The Gemara rejects this proof by saying that if a person is already blind and thus cannot be punished by being blinded, the rule of "Mishpat Echad" still applies. A blind person's inability to be blinded merely creates a situation of a lack of punishment, and not a change of punishment. "Mishpat Echad" proscribes giving a different punishment (but not no punishment). The Gemara proves that exempting certain people from punishment does not contradict the rule of "Mishpat Echad" from the fact that a person -- who is a Tereifah -- who kills someone is exempt from punishment, even though a healthy person who kills is punished with death. What is the source that a person who is a Tereifah who kills is exempt from punishment? RASHI cites the Gemara in Sanhedrin (78a) that explains that he is exempt because of the rule of "Edus she'Iy Atah Yachol l'Hazimah." Since the witnesses who testified against the Tereifah cannot be killed if they are found to be Zomemim, their testimony is not accepted even if they are not found to be Zomemim. (When witnesses testify that a Tereifah killed and are then found to be Edim Zomemim, the reason why the witnesses cannot be killed is that they did not conspire to kill a healthy person and therefore Beis Din cannot kill them (healthy people) as a punishment, since the Torah says that the punishment must be equal to what they intended to do to the victim.)
REBBI AKIVA EIGER (in Gilyon ha'Shas) asks, how can the Gemara prove anything from the Halachah of a Tereifah? Perhaps "Mishpat Echad" indeed requires that all damagers be punished in the same way, and the reason why a Tereifah is not punished is not that the Torah does not ascribe to him an appropriate punishment. Rather, he is not punished because there is no way to know whether or not he actually killed; the witnesses who testify about him are not reliable since they know that they will not be punished if they are found to be Zomemim. The Gemara earlier (75b) explains that when witnesses cannot be punished as Zomemim their testimony is not reliable since they are not afraid of retribution in the event that they are found to be lying (see RASHI to 75b, DH Heichi Dami).
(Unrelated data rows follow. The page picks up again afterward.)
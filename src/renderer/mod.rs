//! Renderer — the glyph rasterizer.
//!
//! Takes full-canvas bitmaps (in-memory, from the engine) and produces
//! terminal text, one half-block glyph per pair of vertically stacked pixels.
//!
//! The renderer is pure and stateless. Given the same input, it always
//! produces the same output. It knows nothing about time, playback, or the
//! terminal it will end up on.

pub mod pipeline;
pub mod pool;

use std::io;

use crossterm::{queue, style};

use crate::types::{Canvas, RenderConfig};

pub const UPPER_HALF_BLOCK: char = '\u{2580}';
pub const LOWER_HALF_BLOCK: char = '\u{2584}';
pub const FULL_BLOCK: char = '\u{2588}';

/// Monochrome cells light up above this luminance (times the multiplier).
const MONO_THRESHOLD: f64 = 100.0;

pub struct Renderer;

impl Renderer {
    /// Render `canvas` into `config.height` rows of `config.width` glyphs,
    /// appending to `out`. Rows are separated by `\n`; the last row has no
    /// trailing newline.
    ///
    /// Sampling is nearest-neighbor: each glyph looks at one source pixel
    /// for its top half and one for its bottom half.
    pub fn render(canvas: &Canvas, config: &RenderConfig, out: &mut Vec<u8>) -> io::Result<()> {
        let (src_w, src_h) = (canvas.width(), canvas.height());
        let scale_x = src_w as f64 / config.width as f64;
        let scale_y = src_h as f64 / (config.height as f64 * 2.0);

        let sample = |x: u32, y: u32| {
            if x < src_w && y < src_h {
                canvas.pixel(x, y)
            } else {
                [0; 4]
            }
        };

        for y in 0..config.height as u32 {
            let py_top = (f64::from(y * 2) * scale_y) as u32;
            let py_bottom = (f64::from(y * 2 + 1) * scale_y) as u32;
            for x in 0..config.width as u32 {
                let px = (f64::from(x) * scale_x) as u32;
                let top = sample(px, py_top);
                let bottom = sample(px, py_bottom);
                if config.color {
                    Self::color_glyph(out, top, bottom)?;
                } else {
                    Self::mono_glyph(out, top, bottom, config.multiplier)?;
                }
            }
            if y + 1 < config.height as u32 {
                out.push(b'\n');
            }
        }
        Ok(())
    }

    fn color_glyph(out: &mut Vec<u8>, top: [u8; 4], bottom: [u8; 4]) -> io::Result<()> {
        match (top[3] > 0, bottom[3] > 0) {
            (false, false) => queue!(out, style::ResetColor, style::Print(' ')),
            (true, false) => queue!(
                out,
                style::SetForegroundColor(rgb(top)),
                style::SetBackgroundColor(style::Color::Reset),
                style::Print(UPPER_HALF_BLOCK),
            ),
            (false, true) => queue!(
                out,
                style::SetForegroundColor(rgb(bottom)),
                style::SetBackgroundColor(style::Color::Reset),
                style::Print(LOWER_HALF_BLOCK),
            ),
            (true, true) => queue!(
                out,
                style::SetForegroundColor(rgb(top)),
                style::SetBackgroundColor(rgb(bottom)),
                style::Print(UPPER_HALF_BLOCK),
            ),
        }
    }

    fn mono_glyph(
        out: &mut Vec<u8>,
        top: [u8; 4],
        bottom: [u8; 4],
        multiplier: f64,
    ) -> io::Result<()> {
        let threshold = MONO_THRESHOLD * multiplier;
        let lit = |p: [u8; 4]| p[3] > 0 && luminance(p) > threshold;
        let glyph = match (lit(top), lit(bottom)) {
            (true, true) => FULL_BLOCK,
            (true, false) => UPPER_HALF_BLOCK,
            (false, true) => LOWER_HALF_BLOCK,
            (false, false) => ' ',
        };
        queue!(out, style::Print(glyph))
    }
}

fn luminance(p: [u8; 4]) -> f64 {
    0.21 * p[0] as f64 + 0.72 * p[1] as f64 + 0.07 * p[2] as f64
}

fn rgb(p: [u8; 4]) -> style::Color {
    style::Color::Rgb {
        r: p[0],
        g: p[1],
        b: p[2],
    }
}
//! Shared boundary types for the brrtfetch rendering pipeline.
//!
//! This module defines the data contracts between stages:
//! - Engine → Renderer (in-memory): `Canvas` bitmaps, one per GIF frame
//! - Renderer → Player / cache (serialized): `RenderedFrame`s

use serde::{Deserialize, Serialize};

// ---------------------------------------------------------------------------
// Render configuration
// ---------------------------------------------------------------------------

/// Everything that determines the rendered output for a given source file.
#[derive(Debug, Clone, PartialEq, Serialize, Deserialize)]
pub struct RenderConfig {
    /// Target glyph-grid width in columns.
    pub width: u16,
    /// Target glyph-grid height in rows. Each row covers two pixel rows.
    pub height: u16,
    pub fps: u32,
    pub color: bool,
    /// Error-diffusion strength in `[0, 1]`; zero disables dithering.
    pub dither: f64,
    /// Brightness multiplier applied to the monochrome threshold.
    pub multiplier: f64,
}

impl Default for RenderConfig {
    fn default() -> Self {
        RenderConfig {
            width: 2,
            height: 1,
            fps: 20,
            color: true,
            dither: 0.0,
            multiplier: 1.2,
        }
    }
}

// ---------------------------------------------------------------------------
// Geometry
// ---------------------------------------------------------------------------

/// A rectangle in canvas pixel coordinates. May extend past the canvas.
#[derive(Debug, Clone, Copy, Default, PartialEq, Eq)]
pub struct Bounds {
    pub left: u32,
    pub top: u32,
    pub width: u32,
    pub height: u32,
}

impl Bounds {
    pub fn new(left: u32, top: u32, width: u32, height: u32) -> Self {
        Bounds { left, top, width, height }
    }

    /// Clip to a `width` × `height` canvas, returning `(x0, y0, x1, y1)`
    /// with exclusive upper bounds.
    pub fn clip(&self, width: u32, height: u32) -> (u32, u32, u32, u32) {
        let x0 = self.left.min(width);
        let y0 = self.top.min(height);
        let x1 = self.left.saturating_add(self.width).min(width);
        let y1 = self.top.saturating_add(self.height).min(height);
        (x0, y0, x1, y1)
    }
}

// ---------------------------------------------------------------------------
// Canvas bitmap
// ---------------------------------------------------------------------------

/// A full-resolution, non-premultiplied RGBA bitmap.
#[derive(Debug, Clone, PartialEq, Eq)]
pub struct Canvas {
    width: u32,
    height: u32,
    pixels: Vec<u8>,
}

impl Canvas {
    /// A fully transparent canvas.
    pub fn new(width: u32, height: u32) -> Self {
        Canvas {
            width,
            height,
            pixels: vec![0; width as usize * height as usize * 4],
        }
    }

    pub fn width(&self) -> u32 {
        self.width
    }

    pub fn height(&self) -> u32 {
        self.height
    }

    /// Bytes per row.
    pub fn stride(&self) -> usize {
        self.width as usize * 4
    }

    pub fn pixels_mut(&mut self) -> &mut [u8] {
        &mut self.pixels
    }

    /// Byte offset of pixel `(x, y)`.
    pub fn offset(&self, x: u32, y: u32) -> usize {
        y as usize * self.stride() + x as usize * 4
    }

    pub fn pixel(&self, x: u32, y: u32) -> [u8; 4] {
        let o = self.offset(x, y);
        [
            self.pixels[o],
            self.pixels[o + 1],
            self.pixels[o + 2],
            self.pixels[o + 3],
        ]
    }

    pub fn set_pixel(&mut self, x: u32, y: u32, rgba: [u8; 4]) {
        let o = self.offset(x, y);
        self.pixels[o..o + 4].copy_from_slice(&rgba);
    }

    /// Overwrite this canvas with `other`. Both must share dimensions.
    pub fn copy_from(&mut self, other: &Canvas) {
        debug_assert_eq!((self.width, self.height), (other.width, other.height));
        self.pixels.copy_from_slice(&other.pixels);
    }

    /// Set every pixel inside `bounds` (clipped) to transparent black.
    pub fn clear(&mut self, bounds: Bounds) {
        let (x0, y0, x1, y1) = bounds.clip(self.width, self.height);
        if x0 >= x1 {
            return;
        }
        for y in y0..y1 {
            let start = self.offset(x0, y);
            let end = self.offset(x1, y);
            self.pixels[start..end].fill(0);
        }
    }

    /// Source-over composite an RGBA `source` covering `bounds` onto this
    /// canvas. Pixels falling outside the canvas are dropped.
    pub fn draw_over(&mut self, bounds: Bounds, source: &[u8]) {
        let (x0, y0, x1, y1) = bounds.clip(self.width, self.height);
        let src_stride = bounds.width as usize * 4;
        for y in y0..y1 {
            for x in x0..x1 {
                let s = (y - bounds.top) as usize * src_stride + (x - bounds.left) as usize * 4;
                let Some(src) = source.get(s..s + 4) else {
                    continue;
                };
                let d = self.offset(x, y);
                blend_over(&mut self.pixels[d..d + 4], src);
            }
        }
    }
}

/// Straight-alpha source-over blend of `src` onto `dst`.
fn blend_over(dst: &mut [u8], src: &[u8]) {
    let sa = src[3] as u32;
    match sa {
        0 => {}
        255 => dst.copy_from_slice(src),
        _ => {
            let da = dst[3] as u32;
            // Destination contribution scaled by (1 - sa), in 0..=255*255.
            let dw = da * (255 - sa);
            let out_a = sa * 255 + dw;
            for c in 0..3 {
                let v = (src[c] as u32 * sa * 255 + dst[c] as u32 * dw) / out_a;
                dst[c] = v as u8;
            }
            dst[3] = ((out_a + 127) / 255) as u8;
        }
    }
}

// ---------------------------------------------------------------------------
// Renderer → Player boundary (serialized to the frame cache)
// ---------------------------------------------------------------------------

/// One fully rendered terminal frame: glyph rows separated by `\n`, with no
/// trailing newline.
#[derive(Debug, Clone, Default, PartialEq, Eq, Serialize, Deserialize)]
pub struct RenderedFrame(pub Vec<u8>);

impl RenderedFrame {
    /// Iterate over the glyph rows.
    pub fn lines(&self) -> impl Iterator<Item = &[u8]> {
        self.0.split(|&b| b == b'\n')
    }
}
If it would be possible to provide reliable testimony that a Tereifah killed someone, he would be punished. The Gemara in Sanhedrin (78a) teaches that if a Tereifah kills in front of a Beis Din (and thus it is not necessary to have testimony of witnesses to prove that he killed), he is punished with death since the Beis Din knows that he killed.
How, then, does the exemption of a Tereifah from punishment contradict the rule of "Mishpat Echad"?
(a) The NETZIV (in Meromei Sadeh) suggests an alternate interpretation for the Gemara, in contrast to that of Rashi who explains that the Gemara here is based on the Gemara in Sanhedrin. The Netziv explains that the Gemara's words are unrelated to the principle of "Edus she'Iy Atah Yachol l'Hazimah." Rather, the Gemara means that when a Tereifah kills in front of Beis Din and he is punished with death, he cannot be punished in the same way in which a healthy person who kills is punished, since a healthy person loses a healthy life, so to speak, while a Tereifah loses a weak life. Nevertheless, Beis Din punishes him in whatever way they can. The Gemara suggests that in a similar manner, if a person with weak eyesight blinds another person, Beis Din punishes the perpetrator by blinding him since that is the closest they can come to giving him the punishment which any other person receives for blinding someone. Similarly, if a person who is completely blind blinds another person, although Beis Din cannot punish him through blinding, the rule of "Mishpat Echad" is not contradicted since Beis Din has done to him whatever was possible (which, in this case, was nothing).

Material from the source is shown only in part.